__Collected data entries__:
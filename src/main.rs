use dotenvy::dotenv;
use std::sync::Arc;
use subscription_tracker::{
    api::{self, AppState},
    config::{self, database},
    core::DatabaseStore,
    errors::Result,
};
use tracing::{error, info};
use tracing_subscriber::EnvFilter;

#[tokio::main]
async fn main() -> Result<()> {
    // 1. Load .env file (as early as possible)
    let dotenv_loaded = dotenv().is_ok(); // Non-fatal, env vars can be set externally

    // 2. Load the application configuration
    let app_config = config::load_app_config()?;

    // 3. Initialize tracing; RUST_LOG wins over the configured filter
    tracing_subscriber::fmt()
        .with_env_filter(
            EnvFilter::try_from_default_env()
                .unwrap_or_else(|_| EnvFilter::new(&app_config.server.log_filter)),
        )
        .init();
    info!(dotenv_loaded, "Configuration loaded.");

    // 4. Initialize database and schema
    database::ensure_sqlite_directory(&app_config.database.url)?;
    let db = database::create_connection(&app_config.database.url)
        .await
        .inspect_err(|e| error!("Failed to connect to database: {}", e))?;
    database::create_tables(&db)
        .await
        .inspect(|_| info!("Database initialized successfully."))
        .inspect_err(|e| error!("Failed to create tables: {}", e))?;

    // 5. Serve the API until shutdown
    let state = AppState::new(Arc::new(DatabaseStore::new(db)));
    api::serve(&app_config.server.bind_address, state)
        .await
        .inspect_err(|e| error!("Server error: {}", e))?;

    Ok(())
}
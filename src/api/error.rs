//! HTTP rendering of [`Error`].
//!
//! Validation errors become 400, missing subscriptions 404, everything else 500. Server
//! errors are logged with their cause and answered with a generic message.

use crate::errors::Error;
use axum::{
    Json,
    extract::rejection::{JsonRejection, QueryRejection},
    http::StatusCode,
    response::{IntoResponse, Response},
};
use serde_json::json;
use tracing::error;

impl Error {
    /// Status code this error is reported with.
    #[must_use]
    pub const fn status_code(&self) -> StatusCode {
        match self {
            Self::InvalidMonth { .. }
            | Self::InvalidPrice { .. }
            | Self::MissingField { .. }
            | Self::InvalidBody { .. } => StatusCode::BAD_REQUEST,
            Self::SubscriptionNotFound { .. } => StatusCode::NOT_FOUND,
            Self::Database(_) | Self::Config { .. } | Self::Io(_) => {
                StatusCode::INTERNAL_SERVER_ERROR
            }
        }
    }
}

impl IntoResponse for Error {
    fn into_response(self) -> Response {
        let status = self.status_code();
        let (error_message, message) = match status {
            StatusCode::BAD_REQUEST => ("Invalid input", self.to_string()),
            StatusCode::NOT_FOUND => ("Not found", self.to_string()),
            _ => {
                error!("Request failed: {}", self);
                ("Internal server error", "The request could not be completed".to_string())
            }
        };

        let body = Json(json!({
            "error": error_message,
            "message": message,
        }));

        (status, body).into_response()
    }
}

impl From<JsonRejection> for Error {
    fn from(rejection: JsonRejection) -> Self {
        Self::InvalidBody {
            message: rejection.body_text(),
        }
    }
}

impl From<QueryRejection> for Error {
    fn from(rejection: QueryRejection) -> Self {
        Self::InvalidBody {
            message: rejection.body_text(),
        }
    }
}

__Exercise instructions__: Copy out each entry above with no deviation.

__Answer to this problem__:
filename src/main.rs
use dotenvy::dotenv;
use std::sync::Arc;
use subscription_tracker::{
    api::{self, AppState},
    config::{self, database},
    core::DatabaseStore,
    errors::Result,
};
use tracing::{error, info};
use tracing_subscriber::EnvFilter;

#[tokio::main]
async fn main() -> Result<()> {
    // 1. Load .env file (as early as possible)
    let dotenv_loaded = dotenv().is_ok(); // Non-fatal, env vars can be set externally

    // 2. Load the application configuration
    let app_config = config::load_app_config()?;

    // 3. Initialize tracing; RUST_LOG wins over the configured filter
    tracing_subscriber::fmt()
        .with_env_filter(
            EnvFilter::try_from_default_env()
                .unwrap_or_else(|_| EnvFilter::new(&app_config.server.log_filter)),
        )
        .init();
    info!(dotenv_loaded, "Configuration loaded.");

    // 4. Initialize database and schema
    database::ensure_sqlite_directory(&app_config.database.url)?;
    let db = database::create_connection(&app_config.database.url)
        .await
        .inspect_err(|e| error!("Failed to connect to database: {}", e))?;
    database::create_tables(&db)
        .await
        .inspect(|_| info!("Database initialized successfully."))
        .inspect_err(|e| error!("Failed to create tables: {}", e))?;

    // 5. Serve the API until shutdown
    let state = AppState::new(Arc::new(DatabaseStore::new(db)));
    api::serve(&app_config.server.bind_address, state)
        .await
        .inspect_err(|e| error!("Server error: {}", e))?;

    Ok(())
}
filename src/api/error.rs
//! HTTP rendering of [`Error`].
//!
//! Validation errors become 400, missing subscriptions 404, everything else 500. Server
//! errors are logged with their cause and answered with a generic message.

use crate::errors::Error;
use axum::{
    Json,
    extract::rejection::{JsonRejection, QueryRejection},
    http::StatusCode,
    response::{IntoResponse, Response},
};
use serde_json::json;
use tracing::error;

impl Error {
    /// Status code this error is reported with.
    #[must_use]
    pub const fn status_code(&self) -> StatusCode {
        match self {
            Self::InvalidMonth { .. }
            | Self::InvalidPrice { .. }
            | Self::MissingField { .. }
            | Self::InvalidBody { .. } => StatusCode::BAD_REQUEST,
            Self::SubscriptionNotFound { .. } => StatusCode::NOT_FOUND,
            Self::Database(_) | Self::Config { .. } | Self::Io(_) => {
                StatusCode::INTERNAL_SERVER_ERROR
            }
        }
    }
}

impl IntoResponse for Error {
    fn into_response(self) -> Response {
        let status = self.status_code();
        let (error_message, message) = match status {
            StatusCode::BAD_REQUEST => ("Invalid input", self.to_string()),
            StatusCode::NOT_FOUND => ("Not found", self.to_string()),
            _ => {
                error!("Request failed: {}", self);
                ("Internal server error", "The request could not be completed".to_string())
            }
        };

        let body = Json(json!({
            "error": error_message,
            "message": message,
        }));

        (status, body).into_response()
    }
}

impl From<JsonRejection> for Error {
    fn from(rejection: JsonRejection) -> Self {
        Self::InvalidBody {
            message: rejection.body_text(),
        }
    }
}

impl From<QueryRejection> for Error {
    fn from(rejection: QueryRejection) -> Self {
        Self::InvalidBody {
            message: rejection.body_text(),
        }
    }
}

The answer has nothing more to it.